(Available data)

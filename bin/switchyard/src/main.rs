use switchyard::run_services;

#[tokio::main]
async fn main() -> anyhow::Result<()> {
  let config_file_path = std::env::args()
    .nth(1)
    .unwrap_or("./config.json".to_string());

  run_services(&config_file_path).await
}
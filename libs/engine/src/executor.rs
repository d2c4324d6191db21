use std::{sync::Arc, time::Instant};

use switchyard_cache::{create_store, CacheStoreConfig};
use switchyard_common::{
  cache::Cache,
  execute::{
    ExecutableSchema, OperationContext, OperationSelectionError, ParsingStats,
    RequestExecutionContext, TraceTiming,
  },
  graphql::{
    parse_graphql_operation, GraphQLError, GraphQLResponse, ParseError, ParsedGraphQLDocument,
    RawParams,
  },
  interceptor::{OperationNext, ResponseFuture, ResponseNext},
  plugin::PluginError,
};
use switchyard_config::SwitchyardConfig;
use tracing::{debug, warn};

use crate::{plugin_manager::PluginManager, static_schema::StaticDataSchema};

#[derive(Debug, thiserror::Error)]
pub enum ExecutionError {
  #[error("no operation provided")]
  NoOperationProvided,
  #[error("{0}")]
  ParseError(#[from] ParseError),
  #[error(transparent)]
  OperationNotFound(#[from] OperationSelectionError),
  #[error("request cancelled")]
  Cancelled,
}

impl From<ExecutionError> for GraphQLError {
  fn from(error: ExecutionError) -> Self {
    match error {
      ExecutionError::NoOperationProvided => GraphQLError::new(&error.to_string()),
      ExecutionError::ParseError(_) => {
        GraphQLError::new(&error.to_string()).with_code("GRAPHQL_PARSE_FAILED")
      }
      ExecutionError::OperationNotFound(e) => e.into(),
      ExecutionError::Cancelled => GraphQLError::cancelled(),
    }
  }
}

/// Runs requests through the plugin chains and the schema.
///
/// Shared by every request; all per-request state lives in [`RequestExecutionContext`].
#[derive(Debug)]
pub struct Executor {
  schema: Arc<dyn ExecutableSchema>,
  plugin_manager: Arc<PluginManager>,
  document_cache: Arc<dyn Cache<Arc<ParsedGraphQLDocument>>>,
}

impl Executor {
  pub fn new(schema: Arc<dyn ExecutableSchema>, plugin_manager: PluginManager) -> Self {
    Self {
      schema,
      plugin_manager: Arc::new(plugin_manager),
      document_cache: create_store(&CacheStoreConfig::default()),
    }
  }

  pub fn with_document_cache(
    mut self,
    document_cache: Arc<dyn Cache<Arc<ParsedGraphQLDocument>>>,
  ) -> Self {
    self.document_cache = document_cache;
    self
  }

  pub async fn from_config(config: &SwitchyardConfig) -> Result<Self, PluginError> {
    let plugin_manager = PluginManager::new(&config.plugins).await?;
    let schema = Arc::new(StaticDataSchema::new(config.source.clone()));

    Ok(Self::new(schema, plugin_manager).with_document_cache(create_store(&config.document_cache)))
  }

  pub fn plugin_manager(&self) -> &PluginManager {
    &self.plugin_manager
  }

  pub async fn execute(&self, params: RawParams) -> GraphQLResponse {
    self
      .execute_with_context(Arc::new(RequestExecutionContext::new()), params)
      .await
  }

  #[tracing::instrument(level = "debug", skip(self, ctx, params), name = "Executor::execute")]
  pub async fn execute_with_context(
    &self,
    ctx: Arc<RequestExecutionContext>,
    params: RawParams,
  ) -> GraphQLResponse {
    let handler: ResponseFuture<'_> = Box::pin(self.resolve_and_execute(ctx.clone(), params));

    ResponseNext::new(&ctx, self.plugin_manager.response_interceptors(), handler)
      .run()
      .await
  }

  async fn resolve_and_execute(
    &self,
    ctx: Arc<RequestExecutionContext>,
    mut params: RawParams,
  ) -> GraphQLResponse {
    if let Err(error) = self
      .plugin_manager
      .on_operation_params(&ctx, &mut params)
      .await
    {
      debug!("operation parameters rejected: {}", error.message);
      return error.into();
    }

    match self.execute_operation(ctx.clone(), params).await {
      Ok(mut response) => {
        response.append_errors(ctx.take_errors());
        response
      }
      Err(error) => GraphQLError::from(error).into(),
    }
  }

  async fn execute_operation(
    &self,
    request: Arc<RequestExecutionContext>,
    params: RawParams,
  ) -> Result<GraphQLResponse, ExecutionError> {
    if request.is_cancelled() {
      return Err(ExecutionError::Cancelled);
    }

    let document = match params.query.as_deref() {
      Some(query) if !query.is_empty() => self.parse_document(&request, query).await?,
      _ => return Err(ExecutionError::NoOperationProvided),
    };

    let ctx = OperationContext::new(
      request,
      params,
      document,
      self.plugin_manager.field_middleware().clone(),
    )?;

    if ctx.is_cancelled() {
      return Err(ExecutionError::Cancelled);
    }

    let schema_execution: ResponseFuture<'_> = Box::pin(async {
      match ctx.request().cancellable(self.schema.execute(&ctx)).await {
        Ok(response) => response,
        Err(error) => error.into(),
      }
    });

    Ok(
      OperationNext::new(
        &ctx,
        self.plugin_manager.operation_interceptors(),
        schema_execution,
      )
      .run()
      .await,
    )
  }

  #[tracing::instrument(level = "debug", skip_all, name = "Executor::parse_document")]
  async fn parse_document(
    &self,
    request: &RequestExecutionContext,
    query: &str,
  ) -> Result<Arc<ParsedGraphQLDocument>, ExecutionError> {
    let start = Instant::now();

    match self.document_cache.get(query).await {
      Ok(Some(document)) => {
        request.stats().set_parsing(ParsingStats {
          timing: TraceTiming {
            start,
            end: Instant::now(),
          },
          cache_hit: true,
        });

        return Ok(document);
      }
      Ok(None) => {}
      Err(e) => warn!("document cache lookup failed, parsing instead: {}", e),
    }

    let document = Arc::new(parse_graphql_operation(query)?);
    let end = Instant::now();

    if let Err(e) = self.document_cache.add(query, document.clone()).await {
      warn!("failed to cache parsed document: {}", e);
    }

    request.stats().set_parsing(ParsingStats {
      timing: TraceTiming { start, end },
      cache_hit: false,
    });

    Ok(document)
  }
}

#[cfg(feature = "test_utils")]
impl Executor {
  pub fn new_test(
    schema: Arc<dyn ExecutableSchema>,
    plugins: Vec<Arc<dyn switchyard_common::plugin::Plugin>>,
  ) -> Result<Self, PluginError> {
    Ok(Self::new(schema, PluginManager::new_from_vec(plugins)?))
  }

  pub async fn execute_test(
    schema: Arc<dyn ExecutableSchema>,
    plugins: Vec<Arc<dyn switchyard_common::plugin::Plugin>>,
    params: RawParams,
  ) -> Result<GraphQLResponse, PluginError> {
    Ok(Self::new_test(schema, plugins)?.execute(params).await)
  }
}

(End Available data)

Please print out every record exactly as it is written.

- **Solution to this problem**
filename bin/switchyard/src/main.rs
use switchyard::run_services;

#[tokio::main]
async fn main() -> anyhow::Result<()> {
  let config_file_path = std::env::args()
    .nth(1)
    .unwrap_or("./config.json".to_string());

  run_services(&config_file_path).await
}
filename libs/engine/src/executor.rs
repository d2c4324d6191db21
use std::{sync::Arc, time::Instant};

use switchyard_cache::{create_store, CacheStoreConfig};
use switchyard_common::{
  cache::Cache,
  execute::{
    ExecutableSchema, OperationContext, OperationSelectionError, ParsingStats,
    RequestExecutionContext, TraceTiming,
  },
  graphql::{
    parse_graphql_operation, GraphQLError, GraphQLResponse, ParseError, ParsedGraphQLDocument,
    RawParams,
  },
  interceptor::{OperationNext, ResponseFuture, ResponseNext},
  plugin::PluginError,
};
use switchyard_config::SwitchyardConfig;
use tracing::{debug, warn};

use crate::{plugin_manager::PluginManager, static_schema::StaticDataSchema};

#[derive(Debug, thiserror::Error)]
pub enum ExecutionError {
  #[error("no operation provided")]
  NoOperationProvided,
  #[error("{0}")]
  ParseError(#[from] ParseError),
  #[error(transparent)]
  OperationNotFound(#[from] OperationSelectionError),
  #[error("request cancelled")]
  Cancelled,
}

impl From<ExecutionError> for GraphQLError {
  fn from(error: ExecutionError) -> Self {
    match error {
      ExecutionError::NoOperationProvided => GraphQLError::new(&error.to_string()),
      ExecutionError::ParseError(_) => {
        GraphQLError::new(&error.to_string()).with_code("GRAPHQL_PARSE_FAILED")
      }
      ExecutionError::OperationNotFound(e) => e.into(),
      ExecutionError::Cancelled => GraphQLError::cancelled(),
    }
  }
}

/// Runs requests through the plugin chains and the schema.
///
/// Shared by every request; all per-request state lives in [`RequestExecutionContext`].
#[derive(Debug)]
pub struct Executor {
  schema: Arc<dyn ExecutableSchema>,
  plugin_manager: Arc<PluginManager>,
  document_cache: Arc<dyn Cache<Arc<ParsedGraphQLDocument>>>,
}

impl Executor {
  pub fn new(schema: Arc<dyn ExecutableSchema>, plugin_manager: PluginManager) -> Self {
    Self {
      schema,
      plugin_manager: Arc::new(plugin_manager),
      document_cache: create_store(&CacheStoreConfig::default()),
    }
  }

  pub fn with_document_cache(
    mut self,
    document_cache: Arc<dyn Cache<Arc<ParsedGraphQLDocument>>>,
  ) -> Self {
    self.document_cache = document_cache;
    self
  }

  pub async fn from_config(config: &SwitchyardConfig) -> Result<Self, PluginError> {
    let plugin_manager = PluginManager::new(&config.plugins).await?;
    let schema = Arc::new(StaticDataSchema::new(config.source.clone()));

    Ok(Self::new(schema, plugin_manager).with_document_cache(create_store(&config.document_cache)))
  }

  pub fn plugin_manager(&self) -> &PluginManager {
    &self.plugin_manager
  }

  pub async fn execute(&self, params: RawParams) -> GraphQLResponse {
    self
      .execute_with_context(Arc::new(RequestExecutionContext::new()), params)
      .await
  }

  #[tracing::instrument(level = "debug", skip(self, ctx, params), name = "Executor::execute")]
  pub async fn execute_with_context(
    &self,
    ctx: Arc<RequestExecutionContext>,
    params: RawParams,
  ) -> GraphQLResponse {
    let handler: ResponseFuture<'_> = Box::pin(self.resolve_and_execute(ctx.clone(), params));

    ResponseNext::new(&ctx, self.plugin_manager.response_interceptors(), handler)
      .run()
      .await
  }

  async fn resolve_and_execute(
    &self,
    ctx: Arc<RequestExecutionContext>,
    mut params: RawParams,
  ) -> GraphQLResponse {
    if let Err(error) = self
      .plugin_manager
      .on_operation_params(&ctx, &mut params)
      .await
    {
      debug!("operation parameters rejected: {}", error.message);
      return error.into();
    }

    match self.execute_operation(ctx.clone(), params).await {
      Ok(mut response) => {
        response.append_errors(ctx.take_errors());
        response
      }
      Err(error) => GraphQLError::from(error).into(),
    }
  }

  async fn execute_operation(
    &self,
    request: Arc<RequestExecutionContext>,
    params: RawParams,
  ) -> Result<GraphQLResponse, ExecutionError> {
    if request.is_cancelled() {
      return Err(ExecutionError::Cancelled);
    }

    let document = match params.query.as_deref() {
      Some(query) if !query.is_empty() => self.parse_document(&request, query).await?,
      _ => return Err(ExecutionError::NoOperationProvided),
    };

    let ctx = OperationContext::new(
      request,
      params,
      document,
      self.plugin_manager.field_middleware().clone(),
    )?;

    if ctx.is_cancelled() {
      return Err(ExecutionError::Cancelled);
    }

    let schema_execution: ResponseFuture<'_> = Box::pin(async {
      match ctx.request().cancellable(self.schema.execute(&ctx)).await {
        Ok(response) => response,
        Err(error) => error.into(),
      }
    });

    Ok(
      OperationNext::new(
        &ctx,
        self.plugin_manager.operation_interceptors(),
        schema_execution,
      )
      .run()
      .await,
    )
  }

  #[tracing::instrument(level = "debug", skip_all, name = "Executor::parse_document")]
  async fn parse_document(
    &self,
    request: &RequestExecutionContext,
    query: &str,
  ) -> Result<Arc<ParsedGraphQLDocument>, ExecutionError> {
    let start = Instant::now();

    match self.document_cache.get(query).await {
      Ok(Some(document)) => {
        request.stats().set_parsing(ParsingStats {
          timing: TraceTiming {
            start,
            end: Instant::now(),
          },
          cache_hit: true,
        });

        return Ok(document);
      }
      Ok(None) => {}
      Err(e) => warn!("document cache lookup failed, parsing instead: {}", e),
    }

    let document = Arc::new(parse_graphql_operation(query)?);
    let end = Instant::now();

    if let Err(e) = self.document_cache.add(query, document.clone()).await {
      warn!("failed to cache parsed document: {}", e);
    }

    request.stats().set_parsing(ParsingStats {
      timing: TraceTiming { start, end },
      cache_hit: false,
    });

    Ok(document)
  }
}

#[cfg(feature = "test_utils")]
impl Executor {
  pub fn new_test(
    schema: Arc<dyn ExecutableSchema>,
    plugins: Vec<Arc<dyn switchyard_common::plugin::Plugin>>,
  ) -> Result<Self, PluginError> {
    Ok(Self::new(schema, PluginManager::new_from_vec(plugins)?))
  }

  pub async fn execute_test(
    schema: Arc<dyn ExecutableSchema>,
    plugins: Vec<Arc<dyn switchyard_common::plugin::Plugin>>,
    params: RawParams,
  ) -> Result<GraphQLResponse, PluginError> {
    Ok(Self::new_test(schema, plugins)?.execute(params).await)
  }
}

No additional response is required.